You might need to modify your question: the two vectors aa and bb are linearly independent, so if there is a solution $(x,y)$ to $xa + yb = c$, then it is unique. So asking for an "optimal" solution is not meaningful.

To solve the question as asked:

sage: aa = [0,-1,1/5,-1/19,1/15,-35/57,7/5]
sage: bb = [1,0,-6/5,20/19,-7/5,56/19,-12/5]
sage: cc = [3, -3, -3, 3, -4, 7, -3]
sage: M = matrix([aa, bb])
sage: M.solve_left(cc)  # turns out cc has integer coordinates w.r.t. aa, bb
(3, 3)

Maybe something closer to the question you're really asking: if aa and bb are vectors with rational entries, how do you tell if another vector cc is an integer linear combination of them?

First create a free module over the integers with the desired basis:

sage: M7 = (ZZ^7).span([vector(aa), vector(bb)])
sage: M7
Free module of degree 7 and rank 2 over Integer Ring
Echelon basis matrix:
[    1     0  -6/5 20/19  -7/5 56/19 -12/5]
[    0     1  -1/5  1/19 -1/15 35/57  -7/5]
sage: M7.basis()
[
(1, 0, -6/5, 20/19, -7/5, 56/19, -12/5),
(0, 1, -1/5, 1/19, -1/15, 35/57, -7/5)
]

Note that M7 is using bb and -aa for a basis, not aa and bb, so when we ask for coordinates, they won't be quite right.
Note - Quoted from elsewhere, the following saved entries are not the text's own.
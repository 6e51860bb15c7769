// ID Provider Port (for deterministic testing)

/// ID provider interface (allows deterministic IDs in tests)
pub trait IdProvider: Send + Sync {
    /// Generate a new unique record ID
    fn generate_id(&self) -> String;
}

/// UUID v4 provider (production)
pub struct UuidProvider;

impl IdProvider for UuidProvider {
    fn generate_id(&self) -> String {
        uuid::Uuid::new_v4().to_string()
    }
}

pub mod mocks {
    use super::IdProvider;
    use std::sync::atomic::{AtomicU64, Ordering};

    /// Sequential IDs (`id-1`, `id-2`, ...) for deterministic tests
    pub struct SequentialIdProvider {
        counter: AtomicU64,
    }

    impl SequentialIdProvider {
        pub fn new() -> Self {
            Self {
                counter: AtomicU64::new(0),
            }
        }
    }

    impl Default for SequentialIdProvider {
        fn default() -> Self {
            Self::new()
        }
    }

    impl IdProvider for SequentialIdProvider {
        fn generate_id(&self) -> String {
            let n = self.counter.fetch_add(1, Ordering::SeqCst) + 1;
            format!("id-{}", n)
        }
    }
}
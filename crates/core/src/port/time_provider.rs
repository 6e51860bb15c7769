// Time Provider Port (for testability)

/// Time provider interface (allows mocking in tests)
pub trait TimeProvider: Send + Sync {
    /// Get current time in milliseconds since epoch
    fn now_millis(&self) -> i64;
}

/// System time provider (production)
pub struct SystemTimeProvider;

impl TimeProvider for SystemTimeProvider {
    fn now_millis(&self) -> i64 {
        chrono::Utc::now().timestamp_millis()
    }
}

pub mod mocks {
    use super::TimeProvider;
    use std::sync::atomic::{AtomicI64, Ordering};

    /// Fixed, manually-advanced clock for deterministic tests
    pub struct FixedClock {
        now: AtomicI64,
    }

    impl FixedClock {
        pub fn new(now_millis: i64) -> Self {
            Self {
                now: AtomicI64::new(now_millis),
            }
        }

        pub fn set(&self, now_millis: i64) {
            self.now.store(now_millis, Ordering::SeqCst);
        }

        pub fn advance(&self, millis: i64) {
            self.now.fetch_add(millis, Ordering::SeqCst);
        }
    }

    impl TimeProvider for FixedClock {
        fn now_millis(&self) -> i64 {
            self.now.load(Ordering::SeqCst)
        }
    }
}
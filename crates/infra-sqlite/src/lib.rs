// Exportd SQLite Infrastructure - repositories and the delayed job queue

mod connection;
mod export_repository;
mod job_queue;
mod migration;
mod report_repository;

pub use connection::create_pool;
pub use export_repository::SqliteExportRepository;
pub use job_queue::SqliteJobQueue;
pub use migration::run_migrations;
pub use report_repository::SqliteReportRepository;

use exportd_core::error::AppError;

// Helper to convert sqlx::Error to AppError with structured information
pub(crate) fn map_sqlx_error(err: sqlx::Error) -> AppError {
    match &err {
        sqlx::Error::Database(db_err) => {
            // Extract database-specific error code and message
            if let Some(code) = db_err.code() {
                let code_str = code.as_ref();

                // SQLite error codes: https://www.sqlite.org/rescode.html
                match code_str {
                    "2067" | "1555" => AppError::Database(format!(
                        "Unique constraint violation: {} ({})",
                        db_err.message(),
                        code_str
                    )),
                    "787" | "3850" => AppError::Database(format!(
                        "Foreign key constraint violation: {} ({})",
                        db_err.message(),
                        code_str
                    )),
                    "5" => AppError::Database(format!(
                        "Database locked (SQLITE_BUSY): {}",
                        db_err.message()
                    )),
                    "13" => {
                        AppError::Database(format!("Database full: {}", db_err.message()))
                    }
                    _ => AppError::Database(format!(
                        "Database error [{}]: {}",
                        code_str,
                        db_err.message()
                    )),
                }
            } else {
                AppError::Database(format!("Database error: {}", db_err.message()))
            }
        }
        sqlx::Error::RowNotFound => AppError::Database("Row not found".to_string()),
        sqlx::Error::ColumnNotFound(col) => {
            AppError::Database(format!("Column not found: {}", col))
        }
        _ => AppError::Database(err.to_string()),
    }
}
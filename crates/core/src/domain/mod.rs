// Domain Layer - Pure business logic and entities

pub mod error;
pub mod export;
pub mod filter;
pub mod format;
pub mod report;
pub mod schedule;
pub mod settings;

// Re-exports
pub use error::DomainError;
pub use export::{Export, ExportId, ExportStatus, ExportTarget, Trigger};
pub use filter::{DateRangePreset, FilterSnapshot};
pub use format::{ExportFormat, ExportMode};
pub use report::{EntityId, Report, ReportId};
pub use schedule::Schedule;
pub use settings::ExportSettings;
sage: cc in M7  # cc is an integer linear combination of aa and bb
True
sage: M7.coordinates(cc) # coords with respect to the basis (bb, -aa)
[3, -3]

I don't know how to force it to use aa and bb for the basis, but there might be something in the free_module code (see also this) to do this. Short of that, you can just ask for coordinates for aa and bb, form a change-of-basis matrix, and then multiply that matrix by the coordinates with respect to the basis that Sage chose.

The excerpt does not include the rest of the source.